Bradley remembers a build-out in a leased building that ran into problems because the landlord wanted to use his own contractors for the work. Because those contractors didn’t have health care construction experience, Bradley had to meet regularly with the design team to make sure the plans were up to code, and then closely oversee the construction. Even with that oversight, some errors slipped through.
“I remember that instead of their using the firestop material that is required by NFPA guidelines, the contractor used stuff that is not rated for fire,” Bradley says. “So, they had to rip it all out and replace it.”
Plumbing is another key area that requires knowledge of health care requirements, Bradley adds. A contractor unfamiliar with health care requirements may not comprehend the risks of waterborne pathogens and the attendant prohibitions against dead legs, certain types of valves and other plumbing elements.
These issues can be facilitated by solid communication among the involved parties, which may include the landlord, other tenants, outside service providers and, of course, the health care organization itself.
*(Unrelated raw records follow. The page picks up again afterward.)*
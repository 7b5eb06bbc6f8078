//! HTTP server for the UI process
//!
//! Serves the rendered views, the JSON state snapshot, the control
//! endpoints driving the controller, and the SSE event stream.

use std::convert::Infallible;
use std::sync::Arc;
use std::time::Duration;

use axum::extract::{Path, State};
use axum::http::StatusCode;
use axum::response::sse::{Event, KeepAlive, Sse};
use axum::response::{Html, IntoResponse, Response};
use axum::routing::{delete, get, post};
use axum::{Json, Router};
use futures::stream::{Stream, StreamExt};
use serde::Deserialize;
use serde_json::json;
use tokio_stream::wrappers::BroadcastStream;
use tracing::{debug, warn};
use vibesync_common::AppView;

use crate::controller::{Controller, ControllerError};
use crate::views;

pub type AppContext = Arc<Controller>;

/// Build the UI router
pub fn build_router(ctx: AppContext) -> Router {
    Router::new()
        .route("/", get(serve_index))
        .route("/health", get(health_check))
        .route("/api/state", get(get_state))
        .route("/api/recording/start", post(start_recording))
        .route("/api/recording/stop", post(stop_recording))
        .route("/api/notes", post(create_note))
        .route("/api/notes/:id", delete(delete_note))
        .route("/api/recommendations/:index/note", post(note_from_recommendation))
        .route("/api/chat", post(send_chat))
        .route("/api/language/toggle", post(toggle_language))
        .route("/api/view", post(set_view))
        .route("/api/history/select", post(select_history))
        .route("/api/events", get(event_stream))
        .with_state(ctx)
}

impl IntoResponse for ControllerError {
    fn into_response(self) -> Response {
        let status = match &self {
            ControllerError::InvalidInput(_) => StatusCode::BAD_REQUEST,
            ControllerError::NotFound(_) => StatusCode::NOT_FOUND,
            ControllerError::NotRecording => StatusCode::CONFLICT,
            ControllerError::Capture(_) => StatusCode::SERVICE_UNAVAILABLE,
            ControllerError::Analysis(_) | ControllerError::Persistence(_) => {
                StatusCode::BAD_GATEWAY
            }
        };
        (status, Json(json!({ "error": self.to_string() }))).into_response()
    }
}

/// GET / - active view rendered as HTML
async fn serve_index(State(ctx): State<AppContext>) -> Html<String> {
    let snapshot = ctx.state().snapshot().await;
    Html(views::render_page(&snapshot))
}

/// GET /health
async fn health_check() -> Json<serde_json::Value> {
    Json(json!({
        "status": "ok",
        "module": "vibesync-ui",
        "version": env!("CARGO_PKG_VERSION"),
    }))
}

/// GET /api/state - full state snapshot
async fn get_state(State(ctx): State<AppContext>) -> Response {
    let snapshot = ctx.state().snapshot().await;
    Json(snapshot).into_response()
}

/// POST /api/recording/start
async fn start_recording(State(ctx): State<AppContext>) -> Result<Response, ControllerError> {
    ctx.start_recording().await?;
    Ok(Json(json!({ "recording": true })).into_response())
}

/// POST /api/recording/stop - stop and run the analysis pipeline
async fn stop_recording(State(ctx): State<AppContext>) -> Result<Response, ControllerError> {
    let analysis = ctx.stop_and_analyze().await?;
    Ok(Json(analysis).into_response())
}

#[derive(Debug, Deserialize)]
#[serde(rename_all = "camelCase")]
struct CreateNoteRequest {
    content: String,
    #[serde(default)]
    related_analysis_id: Option<String>,
}

/// POST /api/notes
async fn create_note(
    State(ctx): State<AppContext>,
    Json(req): Json<CreateNoteRequest>,
) -> Result<Response, ControllerError> {
    let note = ctx.add_note(req.content, req.related_analysis_id).await?;
    Ok((StatusCode::CREATED, Json(note)).into_response())
}

/// DELETE /api/notes/:id
async fn delete_note(
    State(ctx): State<AppContext>,
    Path(id): Path<String>,
) -> Result<Response, ControllerError> {
    ctx.delete_note(&id).await?;
    Ok(Json(json!({ "message": "deleted" })).into_response())
}

/// POST /api/recommendations/:index/note - note templated from a vibe match
async fn note_from_recommendation(
    State(ctx): State<AppContext>,
    Path(index): Path<usize>,
) -> Result<Response, ControllerError> {
    let note = ctx.add_note_for_recommendation(index).await?;
    Ok((StatusCode::CREATED, Json(note)).into_response())
}

#[derive(Debug, Deserialize)]
struct ChatRequest {
    message: String,
}

/// POST /api/chat
async fn send_chat(
    State(ctx): State<AppContext>,
    Json(req): Json<ChatRequest>,
) -> Result<Response, ControllerError> {
    let reply = ctx.send_chat_message(req.message).await?;
    Ok(Json(json!({ "reply": reply })).into_response())
}

/// POST /api/language/toggle
async fn toggle_language(State(ctx): State<AppContext>) -> Response {
    let language = ctx.toggle_language().await;
    Json(json!({ "language": language })).into_response()
}

#[derive(Debug, Deserialize)]
struct SetViewRequest {
    view: AppView,
}

/// POST /api/view
async fn set_view(State(ctx): State<AppContext>, Json(req): Json<SetViewRequest>) -> Response {
    ctx.set_view(req.view).await;
    Json(json!({ "view": req.view })).into_response()
}

#[derive(Debug, Deserialize)]
struct SelectHistoryRequest {
    id: String,
}

/// POST /api/history/select - bring a past analysis into the Analyzer view
async fn select_history(
    State(ctx): State<AppContext>,
    Json(req): Json<SelectHistoryRequest>,
) -> Result<Response, ControllerError> {
    ctx.select_history_entry(&req.id).await?;
    Ok(Json(json!({ "selected": req.id })).into_response())
}

/// GET /api/events - SSE event stream
async fn event_stream(
    State(ctx): State<AppContext>,
) -> Sse<impl Stream<Item = Result<Event, Infallible>>> {
    debug!("New SSE client connected");
    let rx = ctx.state().subscribe_events();

    let stream = BroadcastStream::new(rx).filter_map(|result| async move {
        match result {
            Ok(event) => match serde_json::to_string(&event) {
                Ok(json) => Some(Ok(Event::default().event(event.event_type()).data(json))),
                Err(e) => {
                    warn!("Failed to serialize event: {e}");
                    None
                }
            },
            Err(e) => {
                // Lagged or closed receiver
                warn!("SSE stream error: {e:?}");
                None
            }
        }
    });

    Sse::new(stream).keep_alive(
        KeepAlive::new()
            .interval(Duration::from_secs(15))
            .text("keep-alive"),
    )
}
Kim Davis, system director of property management for Catholic Health Initiatives (CHI), believes that good communication is key to the landlord-tenant relationship before, during and after the sale of buildings. Recently, CHI sold 65 medical office buildings to Physicians Realty Trust (PRT) and CHI remained as a tenant in many of those buildings. Davis helped to facilitate the communication among the new landlord’s team and hospital leadership and personnel.
“It involved synchronizing weekly meetings that facilitated positive communication among PRT’s leadership, its third-party management companies, and our regional real estate directors, property managers and facilities maintenance engineers,” Davis says. “It also involves annually accompanying PRT’s leadership and property management teams to the various CHI markets to present the annual stewardship report to hospital CEOs and chief financial officers. The annual meeting helps both parties to understand the hospital’s vision for the future and ensures strategic alignment for future leasing and capital projects, addresses tenant challenges and improves the overall campus operations and experience.”
That type of facilitated communication has paid off, Davis says: “[PRT] is a great partner for us and is receptive to our suggestions, fostering a positive give-and-take relationship.”
Because many off-site building relationships begin with a lease, it’s valuable to have a facilities management leader at the table when those are negotiated so that key facility issues are not overlooked in favor of saving a few dollars.
“What often happens is the person at the health care organization negotiating the lease doesn’t know the requirements,” Adams says. “All they’re looking at is square footage, who is doing the build-out and the cost per square foot. The more ideal situation is that the facility director, or somebody else with knowledge of the codes and requirements, is an integral part of the team negotiating the leases.”
In the best-case scenario, that lease negotiation and subsequent relationship-building leads to a mutually beneficial relationship.
“There are situations where the tenant and the building owner have an excellent relationship,” Adams says. “The owner knows what the health care organization needs and you have a long-term lease that serves everyone well. The health care organization gets what it needs and the owner gets a good return on investment. Everybody wins.”
A growing portfolio
Whether they are owned or leased, off-site facilities can be a challenge on many levels.
But health care organizations that recognize those challenges, plan for them and face them with open communication are more likely to succeed.
“As we focus more on outpatient care and preventive care, the need to have more, smaller facilities is growing,” according to Adams. “Managing that growing portfolio of buildings effectively is important.”
Ed Avis is a freelance writer based in Chicago.